If you can project yourself out to age 80 and sort of think, “What will I think at that time?” It gets you away from some of the daily pieces of confusion. You know, I left this Wall Street firm in the middle of the year. When you do that, you walk away from your annual bonus. That’s the kind of thing that in the short-term can confuse you, but if you think about the long-term, then you can really make good life decisions that you won’t regret later.
Top 5 To-Do List
Returning to Bronnie's 5 Regrets of the Dying article, Paul Graham noticed that 4 of the 5 regrets were mistakes and errors by omission. People had neglected them. He wrote:
You forget your dreams, ignore your family, suppress your feelings, neglect your friends, and forget to be happy. Errors of omission are a particularly dangerous type of mistake because you make them by default. As long as these mistakes happen by default, you probably have to be reminded not to make them.

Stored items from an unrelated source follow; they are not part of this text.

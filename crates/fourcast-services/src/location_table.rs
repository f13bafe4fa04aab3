//! Async handle over a `LocationStore`.
//!
//! SQLite calls are blocking, so every operation runs on the blocking pool
//! behind a mutex. A reader never observes a half-written record.

use std::sync::Arc;

use parking_lot::Mutex;

use crate::location_backend::{LocationId, LocationRecord, LocationStore, StoreError, StoreResult};
use crate::location_store::SqliteLocationStore;

/// Cloneable, thread-safe handle to the persistent location table.
#[derive(Clone)]
pub struct LocationTable {
    store: Arc<Mutex<Box<dyn LocationStore>>>,
}

impl LocationTable {
    pub fn new(store: impl LocationStore + 'static) -> Self {
        Self {
            store: Arc::new(Mutex::new(Box::new(store))),
        }
    }

    /// Open the SQLite table at `path`.
    ///
    /// # Errors
    /// Returns `StoreError::Unavailable` if the database cannot be opened.
    pub async fn open_sqlite(path: impl Into<std::path::PathBuf>) -> StoreResult<Self> {
        let path = path.into();
        let store = tokio::task::spawn_blocking(move || SqliteLocationStore::open(path))
            .await
            .map_err(|e| StoreError::unavailable(format!("open task failed: {}", e)))??;
        Ok(Self::new(store))
    }

    pub async fn initialize(&self) -> StoreResult<()> {
        self.run(StoreError::Unavailable, |store| store.initialize())
            .await
    }

    pub async fn insert(
        &self,
        city_name: &str,
        latitude: f64,
        longitude: f64,
    ) -> StoreResult<LocationId> {
        let city_name = city_name.to_string();
        self.run(StoreError::Write, move |store| {
            store.insert(&city_name, latitude, longitude)
        })
        .await
    }

    pub async fn list_all(&self) -> StoreResult<Vec<LocationRecord>> {
        self.run(StoreError::Read, |store| store.list_all()).await
    }

    pub async fn delete_by_id(&self, id: LocationId) -> StoreResult<()> {
        self.run(StoreError::Write, move |store| store.delete_by_id(id))
            .await
    }

    pub async fn count(&self) -> StoreResult<usize> {
        self.run(StoreError::Read, |store| store.count()).await
    }

    async fn run<T, F>(&self, on_join_error: fn(String) -> StoreError, op: F) -> StoreResult<T>
    where
        T: Send + 'static,
        F: FnOnce(&dyn LocationStore) -> StoreResult<T> + Send + 'static,
    {
        let store = self.store.clone();
        tokio::task::spawn_blocking(move || {
            let guard = store.lock();
            op(&**guard)
        })
        .await
        .map_err(|e| on_join_error(format!("store task failed: {}", e)))?
    }
}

Graham thinks the top 5 regrets can be summarized into one piece of advice:
Don’t be a cog.
A cog is a person who performs a lesser role in a group or organization. Day in and day out, they perform their duties seemingly with no end in sight.

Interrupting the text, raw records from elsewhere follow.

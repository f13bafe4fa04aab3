//! Maps service errors onto the application error hierarchy for display.

use fourcast_core::{AppError, DatabaseError, NetworkError, ReqwestErrorExt, WeatherError};
use fourcast_services::{StoreError, SyncError};
use fourcast_weather::{LocationError, LookupError};

pub fn to_app_error(err: SyncError) -> AppError {
    match err {
        SyncError::Storage(StoreError::Unavailable(m)) => DatabaseError::ConnectionFailed(m).into(),
        SyncError::Storage(StoreError::Read(m)) => DatabaseError::ReadFailed(m).into(),
        SyncError::Storage(StoreError::Write(m)) => DatabaseError::WriteFailed(m).into(),
        SyncError::LookupUnavailable(e) => lookup_error(e),
        SyncError::CapacityExceeded { limit } => AppError::Capacity { limit },
        SyncError::InvalidCityName => AppError::InvalidInput("city name is empty".to_string()),
        SyncError::InvalidCoordinate(c) => {
            AppError::InvalidInput(format!("coordinate out of range: {}", c))
        }
        SyncError::Location(LocationError::PermissionDenied) => WeatherError::PermissionDenied.into(),
        SyncError::Location(LocationError::ServiceUnavailable) => {
            WeatherError::ServiceUnavailable.into()
        }
        SyncError::Location(LocationError::Other(m)) => WeatherError::ApiError(m).into(),
        SyncError::Cancelled => WeatherError::Cancelled.into(),
    }
}

fn lookup_error(err: LookupError) -> AppError {
    match err {
        LookupError::Network(e) => e.into_network_error().into(),
        LookupError::Timeout(_) => NetworkError::Timeout.into(),
        LookupError::Status { service, status } => NetworkError::ServerError {
            status,
            message: format!("{} returned {}", service, status),
        }
        .into(),
        LookupError::Parse(m) => NetworkError::InvalidResponse(m).into(),
        LookupError::InvalidRequest(m) => WeatherError::ApiError(m).into(),
    }
}

#[cfg(test)]
mod tests {
    use super::*;
    use std::time::Duration;

    #[test]
    fn test_capacity_maps_to_capacity() {
        let app = to_app_error(SyncError::CapacityExceeded { limit: 4 });
        assert!(matches!(app, AppError::Capacity { limit: 4 }));
        assert!(app.user_message().contains("Delete one"));
    }

    #[test]
    fn test_store_errors_map_to_database() {
        assert!(matches!(
            to_app_error(SyncError::Storage(StoreError::write("disk full"))),
            AppError::Database(DatabaseError::WriteFailed(_))
        ));
        assert!(matches!(
            to_app_error(SyncError::Storage(StoreError::unavailable("locked"))),
            AppError::Database(DatabaseError::ConnectionFailed(_))
        ));
    }

    #[test]
    fn test_lookup_errors_map_to_network() {
        let timeout = SyncError::LookupUnavailable(LookupError::Timeout(Duration::from_secs(10)));
        assert!(matches!(
            to_app_error(timeout),
            AppError::Network(NetworkError::Timeout)
        ));

        let status = SyncError::LookupUnavailable(LookupError::Status {
            service: "geocoder",
            status: 503,
        });
        assert!(matches!(
            to_app_error(status),
            AppError::Network(NetworkError::ServerError { status: 503, .. })
        ));
    }

    #[test]
    fn test_cancel_and_permission_map_to_weather() {
        assert!(matches!(
            to_app_error(SyncError::Cancelled),
            AppError::Weather(WeatherError::Cancelled)
        ));
        assert!(matches!(
            to_app_error(SyncError::Location(LocationError::PermissionDenied)),
            AppError::Weather(WeatherError::PermissionDenied)
        ));
    }
}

Graham re-wrote her Top 5 Regrets as a Top 5 To-Do List. This way, when you feel you're moving further away from them, look at the list and take action:
- Don't ignore your dreams;
- Don't work too much;
- Say what you think;
- Cultivate friendships;
- Be happy.
Steve Jobs in his commencement address at Stanford in 2005, reminds us about the need to find the courage to follow your inner voice because everything else is secondary.
Your time is limited, so don’t waste it living someone else’s life. Don’t be trapped by dogma — which is living with the results of other people’s thinking. Don’t let the noise of others’ opinions drown out your own inner voice. And most important, have the courage to follow your heart and intuition. They somehow already know what you truly want to become. Everything else is secondary.